According to Sensormatic Solutions and Adobe Analytics, Black Friday in-person shopping fell 52.1% this year, while online spending surged 21.6%- hitting a new record. Even with a decrease in foot-traffic, the National Retail Federation predicts holiday sales will increase 3.6% to $755 billion, including a 20% growth from online shopping. Let’s look at the winners and losers!
Why does this Matter?
This Black Friday was a continuation of an emerging trend since Covid-19 restrictions hit in March. Cautious consumers are shopping online, or gravitating toward big-box retailers that offer everything from groceries to clothing in one stop.
The Winners: Amazon, Etsy, Walmart, Target.
The Losers: Department and apparel stores such as Macy’s, Kohl’s, T.J. Maxx, J.C. Penney.
The Takeaway:
It seems that consumers have changed their purchasing behavior. This holiday season, Americans are predicted to spend $755 billion, and only $202 billion will come from online sources. It appears that e-commerce still has massive room to grow for years to come.
– Written by Raymond Kanyo
– Published in MarketBites Daily Newsletter
Top Investment Story #2: High-Risk ETFs See Largest Demand Since 2008
What is Happening?
Investors are aggressively chasing higher returns, as levered exchange-traded-funds (ETFs) see the largest inflow of investment since 2008. Inflows are on pace to break the ’08 record of $16.7B.
Why does this Matter?
Any sort of investment behavior that imitates 2008 raises eyebrows for investors. Levered ETF demand does not mean there is an impending financial crisis. However, we should look into these investment vehicles to understand why they’re in such high demand.
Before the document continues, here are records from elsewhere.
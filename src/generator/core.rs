use super::value::{ParamData, ParamValue};
use crate::compiler::{Piece, Segment};
use crate::error::GenerateError;
use crate::router::CompiledRoute;
use std::collections::HashMap;

/// Join delimiter for a list value whose placeholder stands alone in its segment.
pub const DEFAULT_LIST_DELIMITER: &str = ",";

/// How one placeholder resolves during generation.
enum Resolved<'a> {
    /// Substituted in place of the token
    Scalar(&'a str),
    /// Replaces the whole segment
    Expanded(String),
}

/// Build a concrete path for `route` from `data`.
///
/// - Static routes return their path unchanged and accept no data.
/// - Every key must have a declared constraint and every value (each element,
///   for lists) must satisfy it.
/// - A list value expands the whole segment holding its placeholder: the
///   elements are joined with the segment's literal text (the segment minus the
///   placeholder token), or with `,` when the placeholder stands alone.
/// - A segment that still holds a placeholder with no value is dropped
///   entirely, so `/search/{q}/{page}` without `page` yields `/search/term`.
///   When every segment after the leading `/` is dropped the result is `/`.
///
/// No slash normalization is applied to the result.
///
/// # Errors
///
/// See [`GenerateError`]. The first offending key (in key order) is reported.
pub fn generate(route: &CompiledRoute, data: &ParamData) -> Result<String, GenerateError> {
    let definition = route.definition();

    if !route.is_dynamic() {
        if !data.is_empty() {
            return Err(GenerateError::UnexpectedData {
                route: definition.name.clone(),
                keys: data.keys().cloned().collect(),
            });
        }
        return Ok(definition.path.clone());
    }

    if !data.is_empty() && definition.parameters.is_empty() {
        return Err(GenerateError::MissingParameterDefinitions {
            route: definition.name.clone(),
        });
    }

    let mut resolved: HashMap<&str, Resolved<'_>> = HashMap::with_capacity(data.len());
    for (key, value) in data {
        let (validator, pattern) = match (route.validator(key), definition.parameters.get(key)) {
            (Some(validator), Some(constraint)) => (validator, constraint.regex.as_str()),
            _ => {
                return Err(GenerateError::UnknownParameter {
                    route: definition.name.clone(),
                    key: key.clone(),
                })
            }
        };
        let invalid = |value: &str| GenerateError::InvalidParameterValue {
            route: definition.name.clone(),
            key: key.clone(),
            value: value.to_string(),
            pattern: pattern.to_string(),
        };

        match value {
            ParamValue::Scalar(text) => {
                if !validator.is_match(text) {
                    return Err(invalid(text));
                }
                resolved.insert(key.as_str(), Resolved::Scalar(text));
            }
            ParamValue::List(items) => {
                if let Some(bad) = items.iter().find(|item| !validator.is_match(item)) {
                    return Err(invalid(bad));
                }
                let Some(segment) = route.template().segment_containing(key) else {
                    continue;
                };
                if segment.param_names().count() > 1 {
                    return Err(GenerateError::UnsupportedListParameter {
                        route: definition.name.clone(),
                        key: key.clone(),
                        segment: segment.raw(),
                    });
                }
                if items.is_empty() {
                    continue;
                }
                let literal = segment.literal_text();
                let delimiter = if literal.is_empty() {
                    DEFAULT_LIST_DELIMITER
                } else {
                    literal.as_str()
                };
                resolved.insert(key.as_str(), Resolved::Expanded(items.join(delimiter)));
            }
        }
    }

    let rendered: Vec<String> = route
        .template()
        .segments
        .iter()
        .filter_map(|segment| render_segment(segment, &resolved))
        .collect();
    if rendered.len() <= 1 {
        return Ok("/".to_string());
    }
    Ok(rendered.join("/"))
}

/// Render one segment, or `None` when any of its placeholders is unresolved.
fn render_segment(segment: &Segment, resolved: &HashMap<&str, Resolved<'_>>) -> Option<String> {
    let mut out = String::new();
    for piece in &segment.pieces {
        match piece {
            Piece::Literal(text) => out.push_str(text),
            Piece::Param(name) => match resolved.get(name.as_str())? {
                Resolved::Scalar(value) => out.push_str(value),
                Resolved::Expanded(joined) => return Some(joined.clone()),
            },
        }
    }
    Some(out)
}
Levered ETFs were originally meant to be single-day, or short term investments. In recent years, and especially since March and April lows, they have become long term holdings for many investors. Levered ETFs can mirror indices such as the S&P 500 or the Dow Jones Industrial Index. The difference is, they will reflect multiplied gains or losses of these indices. Long term investors are chasing a significantly higher upside, while exposing themselves to a potentially crippling downside.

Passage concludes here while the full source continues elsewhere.